How Can Machine Learning Specifically Impact Banks and Credit Unions?

For banks and credit unions, properly integrating machine learning technology into their business practices can help them proactively distinguish fraudulent activity more quickly and efficiently, and also detect fraud by analyzing data patterns and flagging suspicious financial patterns.

In addition to the aforementioned general business benefits machine learning offers, there are two major advantages that are of special interest to banks and credit unions:

1. Enhanced Fraud Monitoring & Mitigation Strategies: Machine learning technology can identify potentially fraudulent spending activity with incredible speed and accuracy. In a nutshell, the software sifts through decades of customer spending activity data as it compares each new transaction with a customer's typical spending profile. The instant a card appears to be compromised, it alerts the financial institution of the event. For comprehensive details on how machine learning technology can significantly strengthen financial institutions' fraud monitoring efforts, review how Rippleshot Sonar automates card compromise detection and the reissuance process for issuers.

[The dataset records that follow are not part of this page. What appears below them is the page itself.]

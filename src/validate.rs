//! Throw repair.
//!
//! [`validate`] rewrites a [`ThrowSequence`] in place so that it obeys the
//! game rules. It never rejects input. Two passes run in order:
//!
//! 1. **Clamp**: every recorded value is forced into `0..=strike_value`.
//! 2. **Frames**: a strike in a regular frame clears that frame's second slot;
//!    a frame whose two throws exceed the strike value has its second throw
//!    reduced; the bonus slot is cleared unless the last frame earned it.
//!
//! The last frame never has its second slot cleared by a strike: after a
//! strike the rack is reset, so `X X X` is a legal last frame. The two throws
//! after that strike are only clamped, never capped against each other, so
//! `X 3 9` is kept as entered.
//!
//! Both passes are idempotent: validating a validated sequence is a no-op.

use crate::debug_check_invariants;
use crate::telemetry::{
    InvariantChecker, InvariantViolation, Repair, RepairKind, RepairObserver,
};
use crate::{GameConfig, Pins, Throw, ThrowSequence};

/// Repairs `throws` in place and returns every repair that was applied.
///
/// An empty result means the sequence was already valid.
///
/// # Example
///
/// ```
/// use tenpin_tally::{validate, GameConfig, Throw, ThrowSequence};
///
/// let config = GameConfig::tenpin();
/// let mut throws = ThrowSequence::from_throws(&config, [10, 4, 6, 7]);
/// let repairs = validate(&mut throws, &config);
///
/// // the strike cleared slot 1, and 6 + 7 was capped to a spare
/// assert_eq!(repairs.len(), 2);
/// assert_eq!(throws.get(1), Some(Throw::Unrecorded));
/// assert_eq!(throws.pins(3), Some(4));
/// ```
pub fn validate(throws: &mut ThrowSequence, config: &GameConfig) -> Vec<Repair> {
    let mut repairs = Vec::new();
    clamp_pass(throws.slots_mut(), config.strike_value, &mut repairs);
    frame_pass(throws, config, &mut repairs);
    debug_check_invariants!(SequenceRules::new(throws, config), "after validate");
    repairs
}

/// Like [`validate`], additionally forwarding each repair to `observer`.
pub fn validate_observed(
    throws: &mut ThrowSequence,
    config: &GameConfig,
    observer: &dyn RepairObserver,
) -> Vec<Repair> {
    let repairs = validate(throws, config);
    for repair in &repairs {
        observer.on_repair(repair);
    }
    repairs
}

/// Returns `true` if `throws` already satisfies every rule [`validate`] enforces.
#[must_use]
pub fn is_valid(throws: &ThrowSequence, config: &GameConfig) -> bool {
    SequenceRules::new(throws, config).check_invariants().is_ok()
}

/// Returns `true` if the last frame earns the bonus throw: its first throw is
/// a strike, or both throws are recorded and make a spare.
#[must_use]
pub fn earns_bonus(throws: &ThrowSequence, config: &GameConfig) -> bool {
    let start = config.last_frame_start();
    let strike = config.strike_value;
    match (throws.pins(start), throws.pins(start + 1)) {
        (Some(first), _) if first >= strike => true,
        (Some(first), Some(second)) => first.saturating_add(second) >= strike,
        _ => false,
    }
}

#[inline]
fn clamp_pins(pins: Pins, strike: Pins) -> Pins {
    if pins < 0 {
        0
    } else if pins > strike {
        strike
    } else {
        pins
    }
}

fn clamp_pass(slots: &mut [Throw], strike: Pins, repairs: &mut Vec<Repair>) {
    for (slot, throw) in slots.iter_mut().enumerate() {
        if let Throw::Pins(pins) = *throw {
            let clamped = clamp_pins(pins, strike);
            if clamped != pins {
                *throw = Throw::Pins(clamped);
                repairs.push(Repair::new(
                    RepairKind::Clamped,
                    slot,
                    Throw::Pins(pins),
                    *throw,
                ));
            }
        }
    }
}

fn frame_pass(throws: &mut ThrowSequence, config: &GameConfig, repairs: &mut Vec<Repair>) {
    let strike = config.strike_value;
    let last_frame = config.frame_count.saturating_sub(1);

    for frame in 0..config.frame_count {
        let first_slot = frame * 2;
        let second_slot = first_slot + 1;
        let (Some(first), Some(second)) = (throws.get(first_slot), throws.get(second_slot))
        else {
            break;
        };

        let replacement = match (first, second) {
            (Throw::Pins(a), Throw::Pins(_)) if a >= strike && frame != last_frame => {
                Some((RepairKind::StrikeConsumed, Throw::Unrecorded))
            }
            // a strike in the last frame resets the rack for the second throw
            (Throw::Pins(a), _) if a >= strike => None,
            (Throw::Pins(a), Throw::Pins(b)) if a.saturating_add(b) > strike => {
                Some((RepairKind::SpareCapped, Throw::Pins(strike - a)))
            }
            _ => None,
        };

        if let Some((kind, after)) = replacement {
            throws.slots_mut()[second_slot] = after;
            repairs.push(Repair::new(kind, second_slot, second, after));
        }
    }

    let bonus_slot = config.bonus_slot();
    if let Some(bonus) = throws.get(bonus_slot) {
        if bonus.is_recorded() && !earns_bonus(throws, config) {
            throws.slots_mut()[bonus_slot] = Throw::Unrecorded;
            repairs.push(Repair::new(
                RepairKind::BonusDiscarded,
                bonus_slot,
                bonus,
                Throw::Unrecorded,
            ));
        }
    }
}

/// A throw sequence viewed under a configuration, checkable against the
/// post-validation rules.
#[derive(Debug, Clone, Copy)]
pub struct SequenceRules<'a> {
    throws: &'a ThrowSequence,
    config: &'a GameConfig,
}

impl<'a> SequenceRules<'a> {
    /// Pairs a sequence with the configuration it should satisfy.
    #[must_use]
    pub const fn new(throws: &'a ThrowSequence, config: &'a GameConfig) -> Self {
        Self { throws, config }
    }
}

impl InvariantChecker for SequenceRules<'_> {
    fn check_invariants(&self) -> Result<(), InvariantViolation> {
        const TYPE_NAME: &str = "ThrowSequence";
        let strike = self.config.strike_value;

        if self.throws.len() != self.config.slot_count() {
            return Err(
                InvariantViolation::new(TYPE_NAME, "length does not match configuration")
                    .with_details(format!(
                        "len={}, expected={}",
                        self.throws.len(),
                        self.config.slot_count()
                    )),
            );
        }

        for (slot, throw) in self.throws.iter().enumerate() {
            if let Throw::Pins(pins) = throw {
                if !(0..=strike).contains(&pins) {
                    return Err(InvariantViolation::new(TYPE_NAME, "value out of range")
                        .with_details(format!("slot={slot}, value={pins}, strike={strike}")));
                }
            }
        }

        for frame in 0..self.config.frame_count {
            let first_slot = frame * 2;
            let is_last = frame + 1 == self.config.frame_count;
            match (self.throws.pins(first_slot), self.throws.pins(first_slot + 1)) {
                (Some(a), Some(_)) if a >= strike && !is_last => {
                    return Err(InvariantViolation::new(
                        TYPE_NAME,
                        "strike frame has a second throw",
                    )
                    .with_details(format!("frame={frame}")));
                }
                (Some(a), Some(b)) if a < strike && a.saturating_add(b) > strike => {
                    return Err(InvariantViolation::new(TYPE_NAME, "frame exceeds strike value")
                        .with_details(format!("frame={frame}, first={a}, second={b}")));
                }
                _ => {}
            }
        }

        let bonus_recorded = self
            .throws
            .get(self.config.bonus_slot())
            .is_some_and(Throw::is_recorded);
        if bonus_recorded && !earns_bonus(self.throws, self.config) {
            return Err(InvariantViolation::new(
                TYPE_NAME,
                "bonus throw recorded without strike or spare",
            ));
        }

        Ok(())
    }
}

Leveraging the power of AI and machine learning, Sonar automatically detects compromised merchants and reviews every single card in an issuer’s portfolio daily, assessing its total exposure from all breached merchants to provide a Fraud Forecast™score, indicating the probability that it will become fraudulent — and equipping issuers with an automated, strategic action plan to meet their fraud loss and reissue goals while balancing customer impact.

2. Focused Account Holder Targeting: Think you know who your most valuable account holders are? Think again. Wells Fargo utilized machine learning to confirm its best customers were those with large balances and large loans. To its surprise, the software found that a group of stay-at-home moms in Florida with large social media presences were actually their most influential customers in terms of referrals. The computer picked up on patterns that humans had missed until that point. As a result, the bank was better able to target those key influencers.

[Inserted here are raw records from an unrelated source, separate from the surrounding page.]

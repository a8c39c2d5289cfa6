//! Fuzz target for the scoring pipeline.
//!
//! Feeds arbitrary configurations and raw slot values (including negative and
//! extreme counts) through validate, frame scoring, aggregation and glyph
//! rendering.
//!
//! # Safety Properties Tested
//!
//! - No panics on any input, validated or not
//! - Validation output always passes the sequence rules
//! - Validation is idempotent
//! - A known total equals the sum of the frame scores

#![no_main]

use arbitrary::Arbitrary;
use libfuzzer_sys::fuzz_target;
use tenpin_tally::{
    aggregate, frame_scores, glyphs, is_valid, validate, GameConfig, Pins, ThrowSequence,
};

#[derive(Debug, Arbitrary)]
struct ScoringInput {
    frame_count: u8,
    strike_value: u8,
    throws: Vec<Option<Pins>>,
}

fuzz_target!(|input: ScoringInput| {
    let frame_count = usize::from(input.frame_count % 32);
    let Ok(config) = GameConfig::new(frame_count, Pins::from(input.strike_value)) else {
        return;
    };
    let raw = ThrowSequence::from_throws(&config, input.throws);

    // unvalidated input must not panic either
    let _ = aggregate(&frame_scores(&raw, &config));
    let _ = glyphs(&raw, &config);

    let mut throws = raw;
    validate(&mut throws, &config);
    assert!(is_valid(&throws, &config), "validated sequence breaks rules: {throws}");

    let mut again = throws.clone();
    assert!(validate(&mut again, &config).is_empty(), "validate not idempotent");
    assert_eq!(again, throws);

    let frames = frame_scores(&throws, &config);
    let totals = aggregate(&frames);
    if let Some(total) = totals.total {
        let sum: Pins = frames.iter().flatten().sum();
        assert_eq!(total, sum);
        assert!(total <= config.perfect_score());
    }
    assert_eq!(glyphs(&throws, &config).len(), throws.len());
});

And that's just one example.

Machine Learning: From Cutting-Edge to Table Stakes in No Time Flat

As those within the financial industry know, FinTech moves at the speed of light. An innovation is introduced and, in the blink of an eye, it becomes old news as another disruptive technology comes into play — often not to take its place, but to build on the most recent industry improvement.

This is why it's especially important for banks and credit unions to find new ways (and new partners) to help them implement machine learning into their systems in order to take a proactive approach in managing and mitigating fraud.